H-Q2 (Pedagogical) In many classrooms, students and teachers use graphing calculators to enter data, create scatterplots, and compute linear regression. Discuss the advantages and disadvantages between using graphing calculators and Fathom for helping students understand these concepts and perform these procedures. H-Q3. (Mathematical) [Question about computing residual on graphing calculator and displaying a residual plot. Give directions.] H-Q4 (Pedagogical) Create a task where a linear relationship exists between two variables, but a linear model would be inappropriate, such as shoe size and scores on an achievement test. Create a series of questions that would help students to see that, though the scatterplot reveals a linear trend and the correlation coefficient is strong, it does not make sense to predict one from the other. H-Q5 (Mathematical) The median-median line is another linear model that is more resistant to outliers than the least squares line. Below are directions for creating the median-median line without technology. • To fit a median-median line to the points, divide the points into three

groups. Do this by taking the set of one-third of the points consisting of those with the smallest x-values, a middle group, a set of one-third of the points with the larges x-values.
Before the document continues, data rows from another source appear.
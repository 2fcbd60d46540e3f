//! Link opening and local image sources

/// Origin the host serves local resources from
pub const RESOURCE_ORIGIN: &str = "https://file+.vscode-resource.vscode-cdn.net/";

#[derive(Debug, Clone, Copy, PartialEq, Eq)]
pub enum ClickKind {
    Click,
    DoubleClick,
    AuxClick,
}

/// What was clicked, reduced to what link handling needs
#[derive(Debug, Clone, PartialEq, Eq)]
pub enum ClickTarget {
    Anchor { href: String },
    Image { src: String, parent_href: Option<String> },
    /// Link marker text in instant-rendering mode
    LinkMarker { text: String },
    Other,
}

#[derive(Debug, Clone, PartialEq, Eq)]
pub struct Click {
    pub kind: ClickKind,
    pub ctrl: bool,
    pub meta: bool,
    pub target: ClickTarget,
}

impl Click {
    pub const fn plain(target: ClickTarget) -> Self {
        Self {
            kind: ClickKind::Click,
            ctrl: false,
            meta: false,
            target,
        }
    }
}

/// URL to open for a click, if any
///
/// Link markers open on any click. Anchors and images need the platform
/// modifier, a double click or a middle click.
pub fn link_for_click(click: &Click, mac: bool) -> Option<String> {
    if let ClickTarget::LinkMarker { text } = &click.target {
        return Some(text.clone());
    }

    let compose = if mac { click.meta } else { click.ctrl };
    let special = matches!(click.kind, ClickKind::DoubleClick | ClickKind::AuxClick);
    if !compose && !special {
        return None;
    }

    match &click.target {
        ClickTarget::Anchor { href } => Some(href.clone()),
        ClickTarget::Image { src, parent_href } => match parent_href {
            Some(href) if !href.is_empty() => Some(href.clone()),
            _ => src.contains("http").then(|| src.clone()),
        },
        ClickTarget::LinkMarker { .. } | ClickTarget::Other => None,
    }
}

/// Rewrite a local image source onto [`RESOURCE_ORIGIN`]
///
/// Returns `None` when the source should be left alone.
pub fn rewrite_image_src(src: &str) -> Option<String> {
    if src.starts_with("http") {
        return None;
    }
    if !src.starts_with("vscode-webview-resource") && !src.contains("file:///") {
        return None;
    }
    src.split_once("file:///")
        .map(|(_, path)| format!("{RESOURCE_ORIGIN}{path}"))
}
//! md-web view runtime
//!
//! Runs inside the sandboxed editor context. Owns the editor widget, keeps the
//! user's cursor, selection, scroll and focus stable across blur/focus cycles
//! and host-driven content replacement, and speaks the md-web protocol to the
//! host over a [`md_web_protocol::Link`].

pub mod commands;
pub mod config;
pub mod format;
pub mod headless;
pub mod input;
pub mod links;
pub mod runtime;
pub mod surface;
pub mod toolbar;
pub mod tracker;
pub mod upload;

pub use config::{RenderMode, ScrollCorrection, ViewConfig};
pub use headless::{HeadlessFactory, HeadlessDriver};
pub use input::{KeyChord, MenuAction};
pub use links::{Click, ClickKind, ClickTarget};
pub use runtime::{spawn_view, ScrollSource, View, ViewEvent, ViewHandle};
pub use surface::{EditorWidget, Frontend, Surface, TextSpan, WidgetConfig, WidgetFactory};
pub use toolbar::{ToolItem, ToolbarSpec};
pub use tracker::{RestoreTier, ViewState, ViewStateTracker};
For the SAT data set of n=51, each one-third will include 17 data points. If the number of points is not divisible by three, extra points need to be assigned symmetrically. Thus, if there is



one extra point, it should be added to the middle group, and if there are two extra points, add one each to the two outer groups. Even if it makes equal allocation impossible, points with the same x-values must always be placed in the same group.

• Consider each group of data separately and order the values of both variables. Ignore the data pairings at this point.

• Now create a summary point (one for each group) for each portion of the data by using the median x-value and the median y-value, and combining them to create an ordered pair. We have three summary points: for the leftmost data, for the middle group, and for the right hand group. **These summary points may, or may not, be actual data points.

• Now use the two outer summary points to determine the equation of the line between them. This, in essence, will determine your slope.

• Construct the line parallel to this line but is one-third of the way to the middle summary point. (adjusting the y-intercept) This is the median-median line. By moving the line one-third of the way toward the middle summary point gives each summary point equal weight in determining the y-intercept. To do this:

i. Find the y-coordinate of the point on the line with the same x-coordinate as the middle summary point. (The predicted value)

ii. Find the vertical distance between the middle summary point and the line by subtracting y-values.

iii. Find the coordinates of the point P*one third of the way from the line to the middle summary point.

Fathom will compute the median-median line. For the Hwy vs. City mpg graph, under the Graph menu choose, choose Median-Median line. Record the equation and compare it with the least square model. Record the similarities and differences that you notice.